» **SUPPLIED RECORDS**:
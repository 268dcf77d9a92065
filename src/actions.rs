// Server-side actions invoked on behalf of the chat UI: connect an Instagram
// handle and get a chat reply. Both are proxied to the data backend.

use anyhow::{Context, Result};
use async_trait::async_trait;
use reqwest::Client;
use serde::{Deserialize, Serialize};
use serde_json::Value;
use tracing::{debug, error, instrument};

use crate::constants;

/// Result of connecting a handle. `data` is whatever the backend returned.
#[derive(Debug, Clone, PartialEq, Serialize, Deserialize)]
pub struct ConnectOutcome {
    pub message: Option<String>,
    pub data: Value,
}

impl ConnectOutcome {
    pub fn from_backend(data: Value) -> Self {
        let message = data
            .get("message")
            .and_then(Value::as_str)
            .map(str::to_string);
        Self { message, data }
    }
}

#[derive(Debug, Clone, PartialEq, Serialize, Deserialize)]
pub struct ChatReply {
    pub response: String,
    pub data: Value,
}

impl ChatReply {
    pub fn from_backend(data: Value) -> Self {
        let response = data
            .get("message")
            .and_then(Value::as_str)
            .unwrap_or(constants::NO_RESPONSE_RECEIVED)
            .to_string();
        Self { response, data }
    }
}

#[async_trait]
pub trait Actions: Send + Sync {
    /// Hand the handle to the data service so its content can be queried later.
    async fn process_identity(&self, handle: &str) -> Result<ConnectOutcome>;

    /// Ask a question. `social_data` is what `process_identity` returned, if anything.
    async fn chat_reply(&self, query: &str, social_data: Option<&Value>) -> Result<ChatReply>;
}

#[derive(Serialize)]
struct ProcessDataRequest<'a> {
    instagram_id: &'a str,
}

#[derive(Serialize)]
struct ProcessQueryRequest<'a> {
    query: &'a str,
}

/// Actions backed by the HTTP data backend (`/process_data`, `/process_query`).
#[derive(Debug, Clone)]
pub struct BackendActions {
    client: Client,
    base_url: String,
}

impl BackendActions {
    pub fn new(base_url: impl Into<String>) -> Self {
        Self {
            client: Client::new(),
            base_url: base_url.into().trim_end_matches('/').to_string(),
        }
    }

    pub fn base_url(&self) -> &str {
        &self.base_url
    }

    async fn post_json<T: Serialize + ?Sized>(&self, route: &str, body: &T) -> Result<Value> {
        let url = format!("{}{}", self.base_url, route);
        let response = self
            .client
            .post(&url)
            .json(body)
            .send()
            .await
            .context(format!("Failed to send request to backend at {}", url))?;

        if !response.status().is_success() {
            let status = response.status();
            let error_body = response
                .text()
                .await
                .unwrap_or_else(|_| "Failed to read error body".to_string());
            error!(%status, %error_body, route, "Backend request failed");
            return Err(anyhow::anyhow!(
                "Backend request to {} failed with status {}: {}",
                route,
                status,
                error_body
            ));
        }

        response
            .json::<Value>()
            .await
            .context(format!("Failed to parse JSON response from {}", route))
    }
}

#[async_trait]
impl Actions for BackendActions {
    #[instrument(skip(self))]
    async fn process_identity(&self, handle: &str) -> Result<ConnectOutcome> {
        let data = self
            .post_json("/process_data", &ProcessDataRequest { instagram_id: handle })
            .await?;
        debug!(?data, "Backend processed Instagram data");
        Ok(ConnectOutcome::from_backend(data))
    }

    #[instrument(skip(self, _social_data))]
    async fn chat_reply(&self, query: &str, _social_data: Option<&Value>) -> Result<ChatReply> {
        let data = self
            .post_json("/process_query", &ProcessQueryRequest { query })
            .await?;
        Ok(ChatReply::from_backend(data))
    }
}
// Renders chat message text (GitHub-flavored Markdown) to HTML that is safe
// to embed in the chat page.

use pulldown_cmark::{html, CowStr, Event, Options, Parser, Tag};

fn is_unsafe_url(url: &str) -> bool {
    let scheme = url.trim_start().to_ascii_lowercase();
    scheme.starts_with("javascript:") || scheme.starts_with("vbscript:") || scheme.starts_with("data:")
}

pub fn render(content: &str) -> String {
    let options = Options::ENABLE_TABLES | Options::ENABLE_STRIKETHROUGH | Options::ENABLE_TASKLISTS;

    // Raw HTML is shown as text, never interpreted.
    let events = Parser::new_ext(content, options).map(|event| match event {
        Event::Html(raw) | Event::InlineHtml(raw) => Event::Text(raw),
        Event::Start(Tag::Link {
            link_type,
            dest_url,
            title,
            id,
        }) if is_unsafe_url(&dest_url) => Event::Start(Tag::Link {
            link_type,
            dest_url: CowStr::Borrowed("#"),
            title,
            id,
        }),
        Event::Start(Tag::Image {
            link_type,
            dest_url,
            title,
            id,
        }) if is_unsafe_url(&dest_url) => Event::Start(Tag::Image {
            link_type,
            dest_url: CowStr::Borrowed(""),
            title,
            id,
        }),
        other => other,
    });

    let mut out = String::with_capacity(content.len() * 3 / 2);
    html::push_html(&mut out, events);
    out
}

» **EXERCISE**:
What lines in the entries above include the string "Borrowed"? Return each one.

» **YOUR RESPONSE**:
            dest_url: CowStr::Borrowed("#"),
            dest_url: CowStr::Borrowed(""),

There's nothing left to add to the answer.